Ryan was wrong.  Natural rights exist and are sacred and inviolable because the human person exists, not because the welfare of the human person exists.  Human existence is objective fact.  Human welfare is subjective opinion.  Shifting from fact to opinion as the basis of your ethical system is just a way of justifying moral relativism.
Bishop Thomas Shahan
Bishop Thomas Joseph Shahan (1857-1932), rector of the Catholic University of America, may have brought Fulton Sheen in to correct these and similar errors being spread by Ryan.  Shahan had been one of the examiners in the McGlynn case (The others were Rev. Dr. Thomas Bouquillon (1840-1902), Rev. Dr. Thomas O’Gorman (1843-1921), and Rev. Dr. Charles P. Grannan (1846-1924)), and recognized the dangers inherent in Ryan’s thought.
Unfortunately, Shahan retired soon after Sheen joined the faculty.  Using techniques similar to those employed later by Father Charles E. Curran following the Second Vatican Council, Ryan was easily able to neutralize Sheen by the simple expedient of manufacturing incidents, (Minutes of the Meetings of the Faculty of Theology, May 30, 1930, quoted in Kathleen L. Riley, Fulton J. Sheen: An American Catholic Response to the Twentieth Century. New York: Society of St. Paul, 2004, 15.) forcing confrontations, (Fulton J. Sheen, Treasure in Clay: The Autobiography of Fulton J. Sheen.  Garden City, New York: Doubleday & Company, Inc., 1979, 45.) and spreading false rumors. (Thomas C. Reeves, America’s Bishop: The Life and Times of Fulton J. Sheen. San Francisco, California: Encounter Books, 2001, 71.) Sheen later described this period as “a great trial.” (Fulton J. Sheen, Life of Christ.  New York: Image Books, 1977, 9.)
Pope Pius XI
Pius XI presented his social doctrine in Quadragesimo Anno (1831) which addressed religious and democratic socialism, and Divini Redemptoris (1937), which dealt with atheistic socialism.  Defined by what Father William J. Ferree, S.M., Ph.D. (1905-1985) called “the laws and characteristics of social justice,” (Rev. William J. Ferree, S.M., Ph.D., Introduction to Social Justice.  New York: Paulist Press, 1948, 34-55.( Pius XI’s social doctrine laid out the means by which the common good can be directly accessed by members of an organized group acting on behalf of the group.  By taking advantage of the power that naturally and necessarily follows widespread capital ownership, ordinary people could organize for the common good and work to restructure institutions to remove barriers to full participation in the common good.
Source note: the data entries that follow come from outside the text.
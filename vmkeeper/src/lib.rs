//! Per-VM configuration store and session manager.
//!
//! The `vmkeeper` binary is a thin CLI over this library; everything it does
//! goes through [`registry::Registry`] and the handles it returns.

pub mod cell;
pub mod config;
pub mod crypto;
pub mod error;
pub mod events;
pub mod machine;
pub mod registry;
pub mod session;
pub mod settings;
pub mod storage;

#[cfg(test)]
mod testing;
The problem, however, remained.  Without a financially feasible and ethical means for ordinary people to acquire private property in capital without redistribution, socialists, modernists, and New Agers as well as capitalists, traditionalists, and reactionaries were easily able to twist Pius XI’s social doctrine into another form of socialism or dismiss it as prudential matter.